Quantifying in Vitro Transcription

Abstract

Gene regulation is of major interest in molecular biology as it the first step in a complex multi-step process which eventually leads to gene expression. Understanding gene regulation means being able to better understand how certain genes come to expression and what exactly affects gene expression. In biological cells, genes code for proteins. The production of proteins is regulated by a complex regulatory network involving regulatory proteins (transcription factors). Each gene competes for transcription factors with a complex array of binding sites on the genome. Genes often exist in multiple identical copies, for example in the process of chromosomal replication during the cell cycle. Predicting the quantitative effect of this competition on the regulation of gene expression is of great interest. In this Project we use a model to quantitatively predict the transcription rate. In this model the grand canonical ensemble is used to construct a statistical mechanical probability that a transcription factor is bound to its specific site.

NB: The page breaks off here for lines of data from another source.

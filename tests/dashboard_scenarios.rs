use staff_dashboard::core::config::{Config, StartupPolicy};
use staff_dashboard::core::error::{LoginError, StorageError};
use staff_dashboard::core::startup::start;
use staff_dashboard::core::state::AppState;
use staff_dashboard::events::{drain, InboxEvent};
use staff_dashboard::models::notification::ActionKind;
use staff_dashboard::models::user::User;
use staff_dashboard::storage::file::FileStore;
use staff_dashboard::storage::memory::MemoryStore;
use staff_dashboard::storage::KeyValueStore;
use staff_dashboard::stores::directory::UserDirectory;
use std::sync::Arc;
use tempfile::TempDir;

fn app(store: Arc<dyn KeyValueStore>, policy: StartupPolicy) -> AppState {
    let mut config = Config::default();
    config.startup.policy = policy;
    AppState::new(config, UserDirectory::builtin(), store)
}

/// A fresh process over the same storage, keeping what was stored
fn reload(store: Arc<dyn KeyValueStore>) -> AppState {
    let state = app(store, StartupPolicy::Preserve);
    start(&state);
    state
}

struct FullDisk;

impl KeyValueStore for FullDisk {
    fn get(&self, _key: &str) -> Result<Option<String>, StorageError> {
        Ok(None)
    }

    fn set(&self, _key: &str, _value: &str) -> Result<(), StorageError> {
        Err(StorageError::Unavailable("quota exceeded".to_string()))
    }

    fn remove(&self, _key: &str) -> Result<(), StorageError> {
        Err(StorageError::Unavailable("quota exceeded".to_string()))
    }
}

#[test]
fn test_open_welcome_survives_reload() {
    let store: Arc<dyn KeyValueStore> = Arc::new(MemoryStore::new());
    let state = app(store.clone(), StartupPolicy::Preserve);

    state.session.authenticate("001", " ", None).unwrap();

    let list = state.inbox.list();
    assert_eq!(list.len(), 1);
    assert_eq!(list[0].title, "Welcome!");
    assert!(!list[0].read);

    state.inbox.open("n-001-1").unwrap();
    assert!(state.inbox.get("n-001-1").unwrap().read);

    let reloaded = reload(store);
    assert_eq!(reloaded.session.active_user_id(), Some("001".to_string()));
    assert!(reloaded.inbox.get("n-001-1").unwrap().read);
}

#[test]
fn test_open_welcome_survives_reload_on_disk() {
    let temp_dir = TempDir::new().unwrap();
    let path = temp_dir.path().join("dashboard.json");

    {
        let store: Arc<dyn KeyValueStore> = Arc::new(FileStore::open(path.clone()).unwrap());
        let state = app(store, StartupPolicy::Preserve);
        state.session.authenticate("001", " ", None).unwrap();
        state.inbox.open("n-001-1").unwrap();
    }

    let store: Arc<dyn KeyValueStore> = Arc::new(FileStore::open(path).unwrap());
    let reloaded = reload(store);
    assert!(reloaded.inbox.get("n-001-1").unwrap().read);
}

#[test]
fn test_wipe_policy_discards_previous_run() {
    let store: Arc<dyn KeyValueStore> = Arc::new(MemoryStore::new());
    let state = app(store.clone(), StartupPolicy::Wipe);
    start(&state);
    state.session.authenticate("001", " ", None).unwrap();
    state.inbox.open("n-001-1").unwrap();

    let next = app(store, StartupPolicy::Wipe);
    start(&next);
    assert_eq!(next.session.active_user_id(), Some("001".to_string()));
    assert!(!next.inbox.get("n-001-1").unwrap().read);
}

#[test]
fn test_clear_all_survives_reload() {
    let store: Arc<dyn KeyValueStore> = Arc::new(MemoryStore::new());
    let state = app(store.clone(), StartupPolicy::Preserve);
    state.session.authenticate("002", " ", None).unwrap();

    state.inbox.clear_all();
    assert!(state.inbox.list().is_empty());

    let reloaded = reload(store);
    assert!(reloaded.inbox.list().is_empty());
}

#[test]
fn test_dispatch_delete_matches_remove() {
    let via_action: Arc<dyn KeyValueStore> = Arc::new(MemoryStore::new());
    let via_remove: Arc<dyn KeyValueStore> = Arc::new(MemoryStore::new());

    let a = app(via_action.clone(), StartupPolicy::Preserve);
    a.session.authenticate("001", " ", None).unwrap();
    a.inbox.dispatch_action("n-001-1", ActionKind::Delete);

    let b = app(via_remove.clone(), StartupPolicy::Preserve);
    b.session.authenticate("001", " ", None).unwrap();
    b.inbox.remove("n-001-1");

    let key = "ugai_notifs_001";
    assert_eq!(via_action.get(key).unwrap(), via_remove.get(key).unwrap());
    assert_eq!(via_action.get(key).unwrap(), Some("[]".to_string()));
}

#[test]
fn test_unknown_action_is_harmless() {
    let store: Arc<dyn KeyValueStore> = Arc::new(MemoryStore::new());
    let state = app(store.clone(), StartupPolicy::Preserve);
    state.session.authenticate("001", " ", None).unwrap();
    let mut rx = state.events.subscribe();

    let outcome = state.inbox.dispatch_action_name("n-001-1", "launchMissiles");

    assert_eq!(outcome.kind, ActionKind::Noop);
    assert!(!outcome.close_view);
    assert!(!state.inbox.get("n-001-1").unwrap().read);
    assert_eq!(store.get("ugai_notifs_001").unwrap(), None);
    assert!(rx.try_recv().is_err());
}

#[test]
fn test_id_format_checked_before_lookup() {
    let state = app(Arc::new(MemoryStore::new()), StartupPolicy::Preserve);

    for id in ["", "1", "12", "1234", "abc", "00x", " 0 1"] {
        assert_eq!(
            state.session.authenticate(id, " ", None),
            Err(LoginError::InvalidIdFormat),
            "id {:?}",
            id
        );
    }
    // Well-formed but unknown
    assert_eq!(state.session.authenticate("123", " ", None), Err(LoginError::UserNotFound));
}

#[test]
fn test_two_step_account() {
    let store: Arc<dyn KeyValueStore> = Arc::new(MemoryStore::new());
    let directory = UserDirectory::builtin();
    directory.add_user(User::new("010", "pw", Vec::new()).with_two_step("9876"));
    let state = AppState::new(Config::default(), directory, store);

    assert!(state.session.requires_two_step("010"));
    for password in ["pw", "nope", ""] {
        assert_eq!(state.session.authenticate("010", password, None), Err(LoginError::TwoStepRequired));
        assert_eq!(
            state.session.authenticate("010", password, Some("0000")),
            Err(LoginError::InvalidTwoStepCode)
        );
    }

    let active = state.session.authenticate("010", "pw", Some("9876")).unwrap();
    assert_eq!(active.id, "010");
}

#[test]
fn test_storage_failure_does_not_block_operations() {
    let state = app(Arc::new(FullDisk), StartupPolicy::Wipe);
    start(&state);

    state.session.authenticate("001", " ", None).unwrap();
    assert!(state.inbox.set_read("n-001-1", true));
    assert!(state.inbox.get("n-001-1").unwrap().read);
    assert!(state.inbox.remove("n-001-1"));
    assert!(state.inbox.list().is_empty());

    state.session.end_session();
    assert!(!state.session.is_logged_in());
}

#[test]
fn test_logout_then_login_keeps_inbox() {
    let store: Arc<dyn KeyValueStore> = Arc::new(MemoryStore::new());
    let state = app(store, StartupPolicy::Preserve);

    state.session.authenticate("001", " ", None).unwrap();
    state.inbox.set_read("n-001-1", true);
    state.session.end_session();

    assert!(state.inbox.list().is_empty());

    state.session.authenticate("001", " ", None).unwrap();
    assert!(state.inbox.get("n-001-1").unwrap().read);
}

#[test]
fn test_view_layer_sees_every_mutation() {
    let state = app(Arc::new(MemoryStore::new()), StartupPolicy::Preserve);
    let mut rx = state.events.subscribe();

    state.session.authenticate("001", " ", None).unwrap();
    state.inbox.toggle_read("n-001-1");
    state.inbox.toggle_read("n-001-1");
    state.inbox.clear_read();
    state.session.end_session();

    let events: Vec<InboxEvent> = drain(&mut rx);
    assert_eq!(
        events,
        vec![
            InboxEvent::SessionStarted { user_id: "001".to_string() },
            InboxEvent::Changed { user_id: "001".to_string(), unread: 0 },
            InboxEvent::Changed { user_id: "001".to_string(), unread: 1 },
            InboxEvent::Changed { user_id: "001".to_string(), unread: 1 },
            InboxEvent::SessionEnded { user_id: "001".to_string() },
        ]
    );
}

#[test]
fn test_stored_duplicate_ids_collapse_on_login() {
    let store: Arc<dyn KeyValueStore> = Arc::new(MemoryStore::new());
    store
        .set("ugai_notifs_001", r#"[{"id":"dup","title":"A"},{"id":"dup","title":"B"}]"#)
        .unwrap();
    let state = app(store, StartupPolicy::Preserve);
    state.session.authenticate("001", " ", None).unwrap();

    assert!(state.inbox.set_read("dup", true));

    let list = state.inbox.list();
    assert_eq!(list.len(), 1);
    assert_eq!(list[0].title, "A");
    assert!(list[0].read);
    assert_eq!(state.inbox.unread_count(), 0);
}
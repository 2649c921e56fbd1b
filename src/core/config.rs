use anyhow::{bail, Context, Result};
use serde::Deserialize;
use std::path::{Path, PathBuf};

#[derive(Debug, Clone, Deserialize, Default)]
pub struct Config {
    #[serde(default)]
    pub storage: StorageConfig,
    #[serde(default)]
    pub startup: StartupConfig,
    #[serde(default)]
    pub directory: DirectoryConfig,
    #[serde(default)]
    pub logging: LoggingConfig,
}

#[derive(Debug, Clone, Copy, PartialEq, Eq, Deserialize, Default)]
#[serde(rename_all = "lowercase")]
pub enum StorageBackend {
    #[default]
    File,
    Memory,
}

#[derive(Debug, Clone, Deserialize)]
pub struct StorageConfig {
    #[serde(default)]
    pub backend: StorageBackend,
    #[serde(default = "default_storage_path")]
    pub path: PathBuf,
    #[serde(default = "default_key_prefix")]
    pub key_prefix: String,
}

/// What happens to stored notifications when the dashboard starts
#[derive(Debug, Clone, Copy, PartialEq, Eq, Deserialize, Default)]
#[serde(rename_all = "lowercase")]
pub enum StartupPolicy {
    /// Drop every user's stored notifications and zero all token balances
    #[default]
    Wipe,
    /// Keep whatever was stored by earlier runs
    Preserve,
}

#[derive(Debug, Clone, Deserialize, Default)]
pub struct StartupConfig {
    #[serde(default)]
    pub policy: StartupPolicy,
}

#[derive(Debug, Clone, Deserialize, Default)]
pub struct DirectoryConfig {
    /// Optional TOML file adding or replacing staff accounts
    pub seed_path: Option<PathBuf>,
}

#[derive(Debug, Clone, Deserialize)]
pub struct LoggingConfig {
    #[serde(default = "default_log_level")]
    pub level: String,
    #[serde(default = "default_log_format")]
    pub format: String,
    #[serde(default = "default_console")]
    pub console: bool,
}

// Default value functions
fn default_storage_path() -> PathBuf {
    PathBuf::from("dashboard.json")
}

fn default_key_prefix() -> String {
    "ugai_".to_string()
}

fn default_log_level() -> String {
    "info".to_string()
}

fn default_log_format() -> String {
    "console".to_string()
}

fn default_console() -> bool {
    false
}

impl Default for StorageConfig {
    fn default() -> Self {
        Self {
            backend: StorageBackend::default(),
            path: default_storage_path(),
            key_prefix: default_key_prefix(),
        }
    }
}

impl Default for LoggingConfig {
    fn default() -> Self {
        Self {
            level: default_log_level(),
            format: default_log_format(),
            console: default_console(),
        }
    }
}

impl Config {
    /// Load configuration from a TOML file
    pub fn from_file(path: &Path) -> Result<Self> {
        let content = std::fs::read_to_string(path)
            .context(format!("Failed to read config file: {}", path.display()))?;

        Self::from_toml(&content)
    }

    /// Parse and validate configuration from TOML text
    pub fn from_toml(content: &str) -> Result<Self> {
        let config: Config = toml::from_str(content)
            .context("Failed to parse config file")?;

        config.validate()?;

        Ok(config)
    }

    /// Validate configuration values
    pub fn validate(&self) -> Result<()> {
        // Validate storage config
        if self.storage.key_prefix.is_empty() {
            bail!("key_prefix must not be empty");
        }

        if self.storage.backend == StorageBackend::File && self.storage.path.as_os_str().is_empty() {
            bail!("storage path must be set when backend is \"file\"");
        }

        // Validate logging config
        let valid_levels = ["trace", "debug", "info", "warn", "error"];
        if !valid_levels.contains(&self.logging.level.as_str()) {
            bail!(
                "Invalid log level '{}'. Must be one of: trace, debug, info, warn, error",
                self.logging.level
            );
        }

        let valid_formats = ["json", "console"];
        if !valid_formats.contains(&self.logging.format.as_str()) {
            bail!(
                "Invalid log format '{}'. Must be one of: json, console",
                self.logging.format
            );
        }

        Ok(())
    }
}
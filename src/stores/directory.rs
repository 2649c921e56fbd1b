use crate::models::notification::{ActionKind, Category, Notification};
use crate::models::user::{SeedFile, User};
use crate::validation::login::validate_id;
use anyhow::{Context, Result};
use dashmap::DashMap;
use std::path::Path;

const WELCOME_TEXT: &str = "This is your friendly welcome message...";
const WELCOME_DETAIL: &str = "Thank you for logging in! Please review the 'Instructions' tab under System Info for more information about how to use this dashboard!";

/// Fixed set of staff accounts
///
/// Built once at start-up and shared by the session manager and the
/// notification store. Accounts are never created or destroyed while a
/// session runs; only their notification lists and token balances change.
pub struct UserDirectory {
    users: DashMap<String, User>,
}

impl UserDirectory {
    pub fn new() -> Self {
        Self {
            users: DashMap::new(),
        }
    }

    /// Directory holding the compiled-in accounts
    pub fn builtin() -> Self {
        Self::with_users(builtin_users())
    }

    pub fn with_users(users: impl IntoIterator<Item = User>) -> Self {
        let directory = Self::new();
        for user in users {
            directory.add_user(user);
        }
        directory
    }

    /// Add an account
    /// If an account with the same ID already exists, it will be replaced
    pub fn add_user(&self, user: User) {
        self.users.insert(user.id.clone(), user);
    }

    /// Load accounts from a TOML seed file
    ///
    /// Returns the number of accounts added or replaced. Entries with a
    /// malformed ID or an unusable two-step setup are skipped with a warning.
    pub fn load_seed_file(&self, path: &Path) -> Result<usize> {
        let content = std::fs::read_to_string(path)
            .context(format!("Failed to read seed file: {}", path.display()))?;

        let seed: SeedFile = toml::from_str(&content)
            .context(format!("Failed to parse seed file: {}", path.display()))?;

        let mut loaded = 0;
        for entry in seed.users {
            let id_ok = matches!(validate_id(&entry.id), Ok(id) if id == entry.id);
            if !id_ok {
                tracing::warn!(user_id = %entry.id, "Seed user ID is not 3 digits, skipping user");
                continue;
            }

            let mut user = User::new(entry.id.clone(), entry.password, entry.notifications);

            match (entry.two_step, entry.two_step_code) {
                (true, Some(code)) if !code.is_empty() => user = user.with_two_step(code),
                (true, _) => {
                    tracing::warn!(
                        user_id = %entry.id,
                        "Seed user has two-step enabled without a code, skipping user"
                    );
                    continue;
                }
                (false, _) => {}
            }

            self.add_user(user);
            loaded += 1;
        }

        tracing::info!(path = %path.display(), users = loaded, "Seed users loaded");
        Ok(loaded)
    }

    /// Get a copy of an account by ID
    pub fn get_user(&self, id: &str) -> Option<User> {
        self.users.get(id).map(|entry| entry.value().clone())
    }

    pub fn contains(&self, id: &str) -> bool {
        self.users.contains_key(id)
    }

    /// Run `f` against a mutable account
    ///
    /// The account is locked for the duration of `f`; do not call back
    /// into the directory from inside it.
    pub fn with_user_mut<R>(&self, id: &str, f: impl FnOnce(&mut User) -> R) -> Option<R> {
        self.users.get_mut(id).map(|mut entry| f(entry.value_mut()))
    }

    /// Account IDs in ascending order
    pub fn ids(&self) -> Vec<String> {
        let mut ids: Vec<String> = self.users.iter().map(|entry| entry.key().clone()).collect();
        ids.sort();
        ids
    }

    pub fn len(&self) -> usize {
        self.users.len()
    }

    pub fn is_empty(&self) -> bool {
        self.users.is_empty()
    }
}

impl Default for UserDirectory {
    fn default() -> Self {
        Self::new()
    }
}

/// The welcome notification every built-in account starts with
pub fn welcome_notification(user_id: &str) -> Notification {
    Notification::new(format!("n-{}-1", user_id), "Welcome!", WELCOME_TEXT)
        .with_detail(WELCOME_DETAIL)
        .with_category(Category::Info)
        .with_action("Acknowledge", ActionKind::MarkRead)
        .with_action("Close", ActionKind::Close)
}

/// Compiled-in staff accounts
pub fn builtin_users() -> Vec<User> {
    ["001", "002"]
        .into_iter()
        .map(|id| User::new(id, " ", vec![welcome_notification(id)]))
        .collect()
}
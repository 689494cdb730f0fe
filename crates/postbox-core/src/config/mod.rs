//! Environment-driven configuration.
//!
//! Values are read through a lookup closure so tests can feed a map instead
//! of mutating the process environment. The helpers here are shared with the
//! collector binary.

use std::collections::HashMap;
use std::env;
use std::path::PathBuf;
use std::time::Duration;

use thiserror::Error;

use crate::util::{is_http_url, normalize_text_option};

pub const DEFAULT_COLLECTOR_URL: &str = "http://localhost:3001";
pub const DEFAULT_REQUEST_TIMEOUT_MS: u64 = 5_000;
pub const DEFAULT_RESET_DELAY_MS: u64 = 3_000;
pub const DEFAULT_SYNC_INTERVAL_SECS: u64 = 60;

#[derive(Debug, Error)]
pub enum ConfigError {
    #[error("Invalid configuration: {0}")]
    Invalid(String),
}

/// Submission client settings.
#[derive(Debug, Clone, PartialEq, Eq)]
pub struct ClientConfig {
    /// Collector base URL, without a trailing slash
    pub collector_url: String,
    /// Upper bound for the single delivery attempt made by a submit
    pub request_timeout: Duration,
    /// Delay before a `success`/`error` status reverts to `idle`
    pub reset_delay: Duration,
    /// Pause between background outbox sync passes
    pub sync_interval: Duration,
    /// Directory holding the local cache and outbox files
    pub data_dir: PathBuf,
}

impl Default for ClientConfig {
    fn default() -> Self {
        Self {
            collector_url: DEFAULT_COLLECTOR_URL.to_string(),
            request_timeout: Duration::from_millis(DEFAULT_REQUEST_TIMEOUT_MS),
            reset_delay: Duration::from_millis(DEFAULT_RESET_DELAY_MS),
            sync_interval: Duration::from_secs(DEFAULT_SYNC_INTERVAL_SECS),
            data_dir: default_data_dir(),
        }
    }
}

impl ClientConfig {
    pub fn from_env() -> Result<Self, ConfigError> {
        let values: HashMap<String, String> = env::vars().collect();
        Self::from_lookup(|name| values.get(name).cloned())
    }

    pub fn from_lookup(lookup: impl Fn(&str) -> Option<String>) -> Result<Self, ConfigError> {
        let collector_url = http_url_or_default(
            &lookup,
            "POSTBOX_COLLECTOR_URL",
            DEFAULT_COLLECTOR_URL,
        )?;

        let request_timeout_ms = parse_in_range(
            &lookup,
            "POSTBOX_TIMEOUT_MS",
            DEFAULT_REQUEST_TIMEOUT_MS,
            100..=120_000,
        )?;
        let reset_delay_ms = parse_in_range(
            &lookup,
            "POSTBOX_RESET_DELAY_MS",
            DEFAULT_RESET_DELAY_MS,
            0..=60_000,
        )?;
        let sync_interval_secs = parse_in_range(
            &lookup,
            "POSTBOX_SYNC_INTERVAL_SECS",
            DEFAULT_SYNC_INTERVAL_SECS,
            1..=86_400,
        )?;

        let data_dir =
            optional_trimmed(&lookup, "POSTBOX_DATA_DIR").map_or_else(default_data_dir, PathBuf::from);

        Ok(Self {
            collector_url,
            request_timeout: Duration::from_millis(request_timeout_ms),
            reset_delay: Duration::from_millis(reset_delay_ms),
            sync_interval: Duration::from_secs(sync_interval_secs),
            data_dir,
        })
    }
}

/// Platform data directory for the client, falling back to the working directory.
pub fn default_data_dir() -> PathBuf {
    dirs::data_dir()
        .unwrap_or_else(|| PathBuf::from("."))
        .join("postbox")
}

pub fn value_or_default(
    lookup: impl Fn(&str) -> Option<String>,
    name: &str,
    default: &str,
) -> String {
    optional_trimmed(lookup, name).unwrap_or_else(|| default.to_string())
}

pub fn optional_trimmed(lookup: impl Fn(&str) -> Option<String>, name: &str) -> Option<String> {
    normalize_text_option(lookup(name))
}

/// Parse an unsigned integer variable, falling back to `default` when unset.
pub fn parse_in_range(
    lookup: impl Fn(&str) -> Option<String>,
    name: &str,
    default: u64,
    range: std::ops::RangeInclusive<u64>,
) -> Result<u64, ConfigError> {
    let Some(raw) = optional_trimmed(lookup, name) else {
        return Ok(default);
    };
    let value = raw.parse::<u64>().map_err(|_| {
        ConfigError::Invalid(format!(
            "{name} must be an integer in [{}, {}]",
            range.start(),
            range.end()
        ))
    })?;
    if !range.contains(&value) {
        return Err(ConfigError::Invalid(format!(
            "{name} must be in [{}, {}]",
            range.start(),
            range.end()
        )));
    }
    Ok(value)
}

/// Read an `http(s)://` URL variable and strip trailing slashes.
pub fn http_url_or_default(
    lookup: impl Fn(&str) -> Option<String>,
    name: &str,
    default: &str,
) -> Result<String, ConfigError> {
    let value = value_or_default(lookup, name, default);
    if !is_http_url(&value) {
        return Err(ConfigError::Invalid(format!(
            "{name} must start with http:// or https://"
        )));
    }
    Ok(value.trim_end_matches('/').to_string())
}
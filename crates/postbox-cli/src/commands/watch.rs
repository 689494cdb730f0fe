use std::future::Future;
use std::sync::Arc;
use std::time::Duration;

use postbox_core::client::{sync_pending, OutboxSync, SyncReport};
use postbox_core::collector::SubmissionMirror;
use postbox_core::config::ClientConfig;

use crate::commands::common::{collector_client, open_cache};
use crate::error::CliError;

pub async fn run_watch(interval_secs: Option<u64>, config: &ClientConfig) -> Result<(), CliError> {
    let interval = match interval_secs {
        Some(0) => {
            return Err(CliError::Config(
                "--interval must be at least 1 second".to_string(),
            ))
        }
        Some(secs) => Duration::from_secs(secs),
        None => config.sync_interval,
    };

    let first_pass = watch_outbox(config, interval, async {
        if let Err(error) = tokio::signal::ctrl_c().await {
            tracing::warn!(%error, "Failed to listen for Ctrl+C");
        }
    })
    .await?;

    println!(
        "Stopped watching ({} delivered on start, {} were still queued)",
        first_pass.delivered, first_pass.remaining
    );
    Ok(())
}

/// Drain the outbox once, then keep retrying in the background until
/// `shutdown` resolves.
pub async fn watch_outbox(
    config: &ClientConfig,
    interval: Duration,
    shutdown: impl Future<Output = ()>,
) -> Result<SyncReport, CliError> {
    let cache = open_cache(config);
    let mirror: Arc<dyn SubmissionMirror> = Arc::new(collector_client(config)?);

    let first_pass = sync_pending(&cache, mirror.as_ref(), config.request_timeout).await?;
    println!(
        "Watching outbox in {} every {}s (Ctrl+C to stop)",
        cache.dir().display(),
        interval.as_secs()
    );

    let worker = OutboxSync::spawn(cache, mirror, interval, config.request_timeout);
    shutdown.await;
    worker.stop().await;

    Ok(first_pass)
}
pub mod common;
pub mod completions;
pub mod inbox;
pub mod outbox;
pub mod send;
pub mod sync;
pub mod watch;
use std::path::PathBuf;

use clap::{Parser, Subcommand};
use clap_complete::Shell;

#[derive(Parser)]
#[command(name = "postbox")]
#[command(about = "Send contact messages to a portfolio collector, local-first")]
#[command(version)]
pub struct Cli {
    #[command(subcommand)]
    pub command: Commands,

    /// Collector base URL (overrides POSTBOX_COLLECTOR_URL)
    #[arg(long, global = true, value_name = "URL")]
    pub collector_url: Option<String>,

    /// Directory for the local cache and outbox (overrides POSTBOX_DATA_DIR)
    #[arg(long, global = true, value_name = "PATH")]
    pub data_dir: Option<PathBuf>,
}

#[derive(Subcommand)]
pub enum Commands {
    /// Submit a contact message
    Send {
        /// Sender name
        #[arg(long)]
        name: String,
        /// Sender email
        #[arg(long)]
        email: String,
        /// Message subject
        #[arg(long)]
        subject: String,
        /// Message body (read from stdin when omitted)
        #[arg(short, long)]
        message: Option<String>,
        /// Output as JSON
        #[arg(long)]
        json: bool,
    },
    /// List locally cached messages and their delivery state
    Outbox {
        /// Only show messages still waiting for delivery
        #[arg(long)]
        pending: bool,
        /// Output as JSON
        #[arg(long)]
        json: bool,
    },
    /// Retry delivery of queued messages once
    Sync {
        /// Output as JSON
        #[arg(long)]
        json: bool,
    },
    /// Keep retrying queued messages until interrupted
    Watch {
        /// Seconds between passes (overrides POSTBOX_SYNC_INTERVAL_SECS)
        #[arg(long, value_name = "SECS")]
        interval: Option<u64>,
    },
    /// Show messages stored by the collector
    Inbox {
        /// Only show the most recent N messages
        #[arg(short, long)]
        limit: Option<usize>,
        /// Output as JSON
        #[arg(long)]
        json: bool,
    },
    /// Generate shell completion scripts
    Completions {
        /// Target shell
        #[arg(value_enum)]
        shell: Shell,
        /// Optional output path (stdout when omitted)
        #[arg(short, long, value_name = "PATH")]
        output: Option<PathBuf>,
    },
}
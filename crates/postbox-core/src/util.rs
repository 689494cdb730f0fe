//! Shared utility functions used across multiple modules.

use chrono::{DateTime, SecondsFormat, Utc};

/// Normalize optional text by trimming whitespace and removing empties.
///
/// Returns `None` when the input is `None` or the trimmed value is empty.
pub fn normalize_text_option(value: Option<String>) -> Option<String> {
    let value = value?;
    let value = value.trim();
    if value.is_empty() {
        None
    } else {
        Some(value.to_string())
    }
}

/// Check if a string starts with `http://` or `https://`.
pub fn is_http_url(value: &str) -> bool {
    value.starts_with("http://") || value.starts_with("https://")
}

/// Truncate text to at most 180 characters for error messages.
pub fn compact_text(value: &str) -> String {
    value.trim().chars().take(180).collect()
}

/// Render a UTC instant as ISO-8601 with millisecond precision and a `Z` suffix.
pub fn iso_timestamp(at: DateTime<Utc>) -> String {
    at.to_rfc3339_opts(SecondsFormat::Millis, true)
}

/// Current time as an ISO-8601 string.
pub fn iso_timestamp_now() -> String {
    iso_timestamp(Utc::now())
}
use std::collections::HashMap;
use std::env;
use std::path::PathBuf;

use postbox_core::config::{optional_trimmed, parse_in_range, value_or_default, ConfigError};
use postbox_core::store::DEFAULT_STORE_FILE;

const DEFAULT_PORT: u64 = 3001;

#[derive(Debug, Clone, PartialEq, Eq)]
pub struct AppConfig {
    pub bind_addr: String,
    pub store_path: PathBuf,
}

impl AppConfig {
    pub fn from_env() -> Result<Self, ConfigError> {
        let values: HashMap<String, String> = env::vars().collect();
        Self::from_lookup(|name| values.get(name).cloned())
    }

    /// `POSTBOX_API_BIND_ADDR` wins; otherwise a bare `PORT` binds every
    /// interface.
    fn from_lookup(lookup: impl Fn(&str) -> Option<String>) -> Result<Self, ConfigError> {
        let bind_addr = match optional_trimmed(&lookup, "POSTBOX_API_BIND_ADDR") {
            Some(addr) => addr,
            None if optional_trimmed(&lookup, "PORT").is_some() => {
                let port = parse_in_range(&lookup, "PORT", DEFAULT_PORT, 1..=65_535)?;
                format!("0.0.0.0:{port}")
            }
            None => format!("127.0.0.1:{DEFAULT_PORT}"),
        };
        if !bind_addr.contains(':') {
            return Err(ConfigError::Invalid(
                "POSTBOX_API_BIND_ADDR must be host:port".to_string(),
            ));
        }

        let store_path = PathBuf::from(value_or_default(
            &lookup,
            "POSTBOX_STORE_PATH",
            DEFAULT_STORE_FILE,
        ));

        Ok(Self {
            bind_addr,
            store_path,
        })
    }
}
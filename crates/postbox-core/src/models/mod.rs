//! Data models for postbox

mod envelope;
mod submission;

pub use envelope::{FailureResponse, ListResponse, SubmitResponse};
pub use submission::{ContactForm, ContactSubmission, SubmissionId};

To measure transcription we make use of a sequence called Broccoli. Broccoli allows us to measure transcription in vitro quantitatively in real time. The model is then adapted to the experimental system and compared to the experimental measurements. RNA polymerase and the amount of DNA were varied and the corresponding change in transcription rate was observed. The experimental results were compared with the grand canonical model with which we calculated the occupation of the promoter sites. The model can be adapted to account for unexpected competition by plastic surfaces by adding a competitive term. This competition can be prevented by adding BSA to the system, simplifying the system. With this method and model we have a strong foundation to study transcription quantitatively. This will allow for systematic studies of gene regulation.